**DATA UNDER STUDY**
//! Cache Retention Background Task
//!
//! Periodically bounds what the pipeline leaves behind in the store:
//!
//! - Snapshots older than the snapshot retention
//! - Snapshots beyond the per-subscription cap, oldest first
//! - Comparison history older than the history retention
//! - Processed pending changes older than the change retention
//!
//! Unprocessed pending changes are never deleted. When a cycle deleted
//! anything the store is compacted; a failed compaction is logged and retried
//! on the next cycle.
//!
//! # Configuration
//!
//! ```rust
//! use schemasync_engine::jobs::RetentionConfig;
//! use std::time::Duration;
//!
//! let config = RetentionConfig {
//!     check_interval: Duration::from_secs(3600),
//!     snapshot_retention: Duration::from_secs(7 * 24 * 3600),
//!     max_cached_snapshots: 10,
//!     comparison_history_retention: Duration::from_secs(30 * 24 * 3600),
//!     pending_change_retention: Duration::from_secs(7 * 24 * 3600),
//! };
//! assert!(config.validate().is_ok());
//! ```

use crate::constants::{
    DEFAULT_COMPARISON_HISTORY_RETENTION_SECS, DEFAULT_MAX_CACHED_SNAPSHOTS,
    DEFAULT_PENDING_CHANGE_RETENTION_SECS, DEFAULT_RETENTION_CHECK_INTERVAL_SECS,
    DEFAULT_SNAPSHOT_RETENTION_SECS,
};
use chrono::{DateTime, Utc};
use schemasync_core::{ConfigError, Timestamp};
use schemasync_storage::SyncStore;
use std::sync::atomic::{AtomicU64, Ordering};
use std::sync::Arc;
use std::time::Duration;
use tokio::sync::watch;
use tokio::time::{interval, MissedTickBehavior};

// ============================================================================
// CONFIGURATION
// ============================================================================

/// Configuration for the cache retention background task.
#[derive(Debug, Clone, PartialEq, Eq)]
pub struct RetentionConfig {
    /// How often to sweep (default: 1 hour)
    pub check_interval: Duration,

    /// Snapshots captured longer ago than this are deleted (default: 7 days)
    pub snapshot_retention: Duration,

    /// Snapshots kept per subscription, newest first (default: 10)
    pub max_cached_snapshots: usize,

    /// Comparison results older than this are deleted (default: 30 days)
    pub comparison_history_retention: Duration,

    /// Processed pending changes older than this are deleted (default: 7 days)
    pub pending_change_retention: Duration,
}

impl Default for RetentionConfig {
    fn default() -> Self {
        Self {
            check_interval: Duration::from_secs(DEFAULT_RETENTION_CHECK_INTERVAL_SECS),
            snapshot_retention: Duration::from_secs(DEFAULT_SNAPSHOT_RETENTION_SECS),
            max_cached_snapshots: DEFAULT_MAX_CACHED_SNAPSHOTS,
            comparison_history_retention: Duration::from_secs(
                DEFAULT_COMPARISON_HISTORY_RETENTION_SECS,
            ),
            pending_change_retention: Duration::from_secs(DEFAULT_PENDING_CHANGE_RETENTION_SECS),
        }
    }
}

impl RetentionConfig {
    /// Create RetentionConfig from environment variables.
    ///
    /// # Environment Variables
    /// - `SCHEMASYNC_RETENTION_CHECK_INTERVAL_SECS`: Sweep interval (default: 3600)
    /// - `SCHEMASYNC_SNAPSHOT_RETENTION_SECS`: Snapshot age limit (default: 604800)
    /// - `SCHEMASYNC_MAX_CACHED_SNAPSHOTS`: Snapshots kept per subscription (default: 10)
    /// - `SCHEMASYNC_COMPARISON_HISTORY_RETENTION_SECS`: History age limit (default: 2592000)
    /// - `SCHEMASYNC_PENDING_CHANGE_RETENTION_SECS`: Processed change age limit (default: 604800)
    pub fn from_env() -> Self {
        let check_interval = Duration::from_secs(
            std::env::var("SCHEMASYNC_RETENTION_CHECK_INTERVAL_SECS")
                .ok()
                .and_then(|s| s.parse().ok())
                .unwrap_or(DEFAULT_RETENTION_CHECK_INTERVAL_SECS),
        );

        let snapshot_retention = Duration::from_secs(
            std::env::var("SCHEMASYNC_SNAPSHOT_RETENTION_SECS")
                .ok()
                .and_then(|s| s.parse().ok())
                .unwrap_or(DEFAULT_SNAPSHOT_RETENTION_SECS),
        );

        let max_cached_snapshots = std::env::var("SCHEMASYNC_MAX_CACHED_SNAPSHOTS")
            .ok()
            .and_then(|s| s.parse().ok())
            .unwrap_or(DEFAULT_MAX_CACHED_SNAPSHOTS);

        let comparison_history_retention = Duration::from_secs(
            std::env::var("SCHEMASYNC_COMPARISON_HISTORY_RETENTION_SECS")
                .ok()
                .and_then(|s| s.parse().ok())
                .unwrap_or(DEFAULT_COMPARISON_HISTORY_RETENTION_SECS),
        );

        let pending_change_retention = Duration::from_secs(
            std::env::var("SCHEMASYNC_PENDING_CHANGE_RETENTION_SECS")
                .ok()
                .and_then(|s| s.parse().ok())
                .unwrap_or(DEFAULT_PENDING_CHANGE_RETENTION_SECS),
        );

        Self {
            check_interval,
            snapshot_retention,
            max_cached_snapshots,
            comparison_history_retention,
            pending_change_retention,
        }
    }

    /// Short intervals and limits for development.
    pub fn development() -> Self {
        Self {
            check_interval: Duration::from_secs(30),
            snapshot_retention: Duration::from_secs(3600),
            max_cached_snapshots: 3,
            comparison_history_retention: Duration::from_secs(24 * 3600),
            pending_change_retention: Duration::from_secs(3600),
        }
    }

    /// Longer history for production deployments.
    pub fn production() -> Self {
        Self {
            check_interval: Duration::from_secs(DEFAULT_RETENTION_CHECK_INTERVAL_SECS),
            snapshot_retention: Duration::from_secs(DEFAULT_SNAPSHOT_RETENTION_SECS),
            max_cached_snapshots: DEFAULT_MAX_CACHED_SNAPSHOTS,
            comparison_history_retention: Duration::from_secs(90 * 24 * 3600), // 90 days
            pending_change_retention: Duration::from_secs(DEFAULT_PENDING_CHANGE_RETENTION_SECS),
        }
    }

    pub fn validate(&self) -> Result<(), ConfigError> {
        if self.check_interval.is_zero() {
            return Err(ConfigError::InvalidValue {
                field: "retention.check_interval".to_string(),
                value: "0".to_string(),
                reason: "interval must be greater than zero".to_string(),
            });
        }
        if self.max_cached_snapshots == 0 {
            return Err(ConfigError::InvalidValue {
                field: "retention.max_cached_snapshots".to_string(),
                value: "0".to_string(),
                reason: "at least one snapshot must be kept".to_string(),
            });
        }
        Ok(())
    }
}

// ============================================================================
// METRICS
// ============================================================================

/// Counters for retention activity since startup.
#[derive(Debug, Default)]
pub struct RetentionMetrics {
    pub snapshots_deleted: AtomicU64,
    pub excess_snapshots_deleted: AtomicU64,
    pub comparisons_deleted: AtomicU64,
    pub pending_changes_deleted: AtomicU64,
    pub compactions: AtomicU64,
    pub compaction_failures: AtomicU64,
    pub cycles: AtomicU64,
    pub errors: AtomicU64,
}

impl RetentionMetrics {
    pub fn new() -> Self {
        Self::default()
    }

    pub fn snapshot(&self) -> RetentionSnapshot {
        RetentionSnapshot {
            snapshots_deleted: self.snapshots_deleted.load(Ordering::Relaxed),
            excess_snapshots_deleted: self.excess_snapshots_deleted.load(Ordering::Relaxed),
            comparisons_deleted: self.comparisons_deleted.load(Ordering::Relaxed),
            pending_changes_deleted: self.pending_changes_deleted.load(Ordering::Relaxed),
            compactions: self.compactions.load(Ordering::Relaxed),
            compaction_failures: self.compaction_failures.load(Ordering::Relaxed),
            cycles: self.cycles.load(Ordering::Relaxed),
            errors: self.errors.load(Ordering::Relaxed),
        }
    }
}

#[derive(Debug, Clone, PartialEq, Eq)]
pub struct RetentionSnapshot {
    pub snapshots_deleted: u64,
    pub excess_snapshots_deleted: u64,
    pub comparisons_deleted: u64,
    pub pending_changes_deleted: u64,
    pub compactions: u64,
    pub compaction_failures: u64,
    pub cycles: u64,
    pub errors: u64,
}

/// What one retention cycle did.
#[derive(Debug, Clone, Default, PartialEq, Eq)]
pub struct RetentionReport {
    pub snapshots_deleted: usize,
    pub excess_snapshots_deleted: usize,
    pub comparisons_deleted: usize,
    pub pending_changes_deleted: usize,
    pub compacted: bool,
    pub errors: usize,
    /// The cycle stopped early on shutdown.
    pub cancelled: bool,
}

impl RetentionReport {
    pub fn total_deleted(&self) -> usize {
        self.snapshots_deleted
            + self.excess_snapshots_deleted
            + self.comparisons_deleted
            + self.pending_changes_deleted
    }
}

// ============================================================================
// BACKGROUND TASK
// ============================================================================

/// Background task that runs a retention cycle on every tick until the
/// shutdown signal is received.
///
/// ```ignore
/// let (shutdown_tx, shutdown_rx) = watch::channel(false);
/// let handle = tokio::spawn(cache_retention_task(store, RetentionConfig::default(), shutdown_rx));
///
/// let _ = shutdown_tx.send(true);
/// let metrics = handle.await?;
/// ```
pub async fn cache_retention_task(
    store: Arc<dyn SyncStore>,
    config: RetentionConfig,
    mut shutdown_rx: watch::Receiver<bool>,
) -> Arc<RetentionMetrics> {
    let metrics = Arc::new(RetentionMetrics::new());

    let mut retention_interval = interval(config.check_interval);
    retention_interval.set_missed_tick_behavior(MissedTickBehavior::Skip);

    tracing::info!(
        check_interval_secs = config.check_interval.as_secs(),
        snapshot_retention_secs = config.snapshot_retention.as_secs(),
        max_cached_snapshots = config.max_cached_snapshots,
        "Cache retention task started"
    );

    loop {
        tokio::select! {
            changed = shutdown_rx.changed() => {
                if changed.is_err() || *shutdown_rx.borrow() {
                    tracing::info!("Cache retention task shutting down");
                    break;
                }
            }

            _ = retention_interval.tick() => {
                run_retention_cycle(store.as_ref(), &config, &metrics, &shutdown_rx).await;
            }
        }
    }

    let snapshot = metrics.snapshot();
    tracing::info!(
        snapshots_deleted = snapshot.snapshots_deleted,
        excess_snapshots_deleted = snapshot.excess_snapshots_deleted,
        comparisons_deleted = snapshot.comparisons_deleted,
        pending_changes_deleted = snapshot.pending_changes_deleted,
        cycles = snapshot.cycles,
        errors = snapshot.errors,
        "Cache retention task completed"
    );

    metrics
}

/// `now - age`, saturating at the earliest representable time.
pub(crate) fn cutoff(now: Timestamp, age: Duration) -> Timestamp {
    chrono::Duration::from_std(age)
        .ok()
        .and_then(|age| now.checked_sub_signed(age))
        .unwrap_or(DateTime::<Utc>::MIN_UTC)
}

/// Perform one retention cycle. Each step's failure is logged and counted;
/// the remaining steps still run.
pub async fn run_retention_cycle(
    store: &dyn SyncStore,
    config: &RetentionConfig,
    metrics: &RetentionMetrics,
    shutdown_rx: &watch::Receiver<bool>,
) -> RetentionReport {
    metrics.cycles.fetch_add(1, Ordering::Relaxed);
    let mut report = RetentionReport::default();
    let now = Utc::now();
    let stopping = || *shutdown_rx.borrow();

    match store
        .snapshot_delete_older_than(cutoff(now, config.snapshot_retention))
        .await
    {
        Ok(deleted) => {
            report.snapshots_deleted = deleted;
            metrics
                .snapshots_deleted
                .fetch_add(deleted as u64, Ordering::Relaxed);
        }
        Err(e) => {
            tracing::error!(error = %e, "Failed to delete expired snapshots");
            report.errors += 1;
        }
    }
    if stopping() {
        report.cancelled = true;
        return finish_cycle(report, metrics);
    }

    match store.snapshot_subscription_ids().await {
        Ok(subscription_ids) => {
            for subscription_id in subscription_ids {
                match store
                    .snapshot_delete_excess(subscription_id, config.max_cached_snapshots)
                    .await
                {
                    Ok(deleted) => {
                        report.excess_snapshots_deleted += deleted;
                        metrics
                            .excess_snapshots_deleted
                            .fetch_add(deleted as u64, Ordering::Relaxed);
                    }
                    Err(e) => {
                        tracing::error!(
                            subscription_id = %subscription_id,
                            error = %e,
                            "Failed to trim cached snapshots"
                        );
                        report.errors += 1;
                    }
                }
            }
        }
        Err(e) => {
            tracing::error!(error = %e, "Failed to list subscriptions with snapshots");
            report.errors += 1;
        }
    }
    if stopping() {
        report.cancelled = true;
        return finish_cycle(report, metrics);
    }

    match store
        .comparison_delete_older_than(cutoff(now, config.comparison_history_retention))
        .await
    {
        Ok(deleted) => {
            report.comparisons_deleted = deleted;
            metrics
                .comparisons_deleted
                .fetch_add(deleted as u64, Ordering::Relaxed);
        }
        Err(e) => {
            tracing::error!(error = %e, "Failed to delete expired comparison history");
            report.errors += 1;
        }
    }
    if stopping() {
        report.cancelled = true;
        return finish_cycle(report, metrics);
    }

    match store
        .change_delete_processed_older_than(cutoff(now, config.pending_change_retention))
        .await
    {
        Ok(deleted) => {
            report.pending_changes_deleted = deleted;
            metrics
                .pending_changes_deleted
                .fetch_add(deleted as u64, Ordering::Relaxed);
        }
        Err(e) => {
            tracing::error!(error = %e, "Failed to delete processed pending changes");
            report.errors += 1;
        }
    }

    if report.total_deleted() > 0 && !stopping() {
        match store.compact().await {
            Ok(()) => {
                report.compacted = true;
                metrics.compactions.fetch_add(1, Ordering::Relaxed);
            }
            Err(e) => {
                tracing::warn!(error = %e, "Store compaction failed, retrying next cycle");
                metrics.compaction_failures.fetch_add(1, Ordering::Relaxed);
            }
        }
    }

    finish_cycle(report, metrics)
}

fn finish_cycle(report: RetentionReport, metrics: &RetentionMetrics) -> RetentionReport {
    metrics
        .errors
        .fetch_add(report.errors as u64, Ordering::Relaxed);

    if report.total_deleted() > 0 || report.errors > 0 {
        tracing::info!(
            snapshots = report.snapshots_deleted,
            excess_snapshots = report.excess_snapshots_deleted,
            comparisons = report.comparisons_deleted,
            pending_changes = report.pending_changes_deleted,
            compacted = report.compacted,
            errors = report.errors,
            cancelled = report.cancelled,
            "Cache retention cycle completed"
        );
    } else {
        tracing::trace!("Cache retention cycle completed with nothing to delete");
    }
    report
}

**DIRECTIONS FOR THIS TASK**
The result should be every line of the material that contains the word "tokio", so copy those lines.

**SOLUTION TO THE PROBLEM**
use tokio::sync::watch;
use tokio::time::{interval, MissedTickBehavior};
/// let handle = tokio::spawn(cache_retention_task(store, RetentionConfig::default(), shutdown_rx));
        tokio::select! {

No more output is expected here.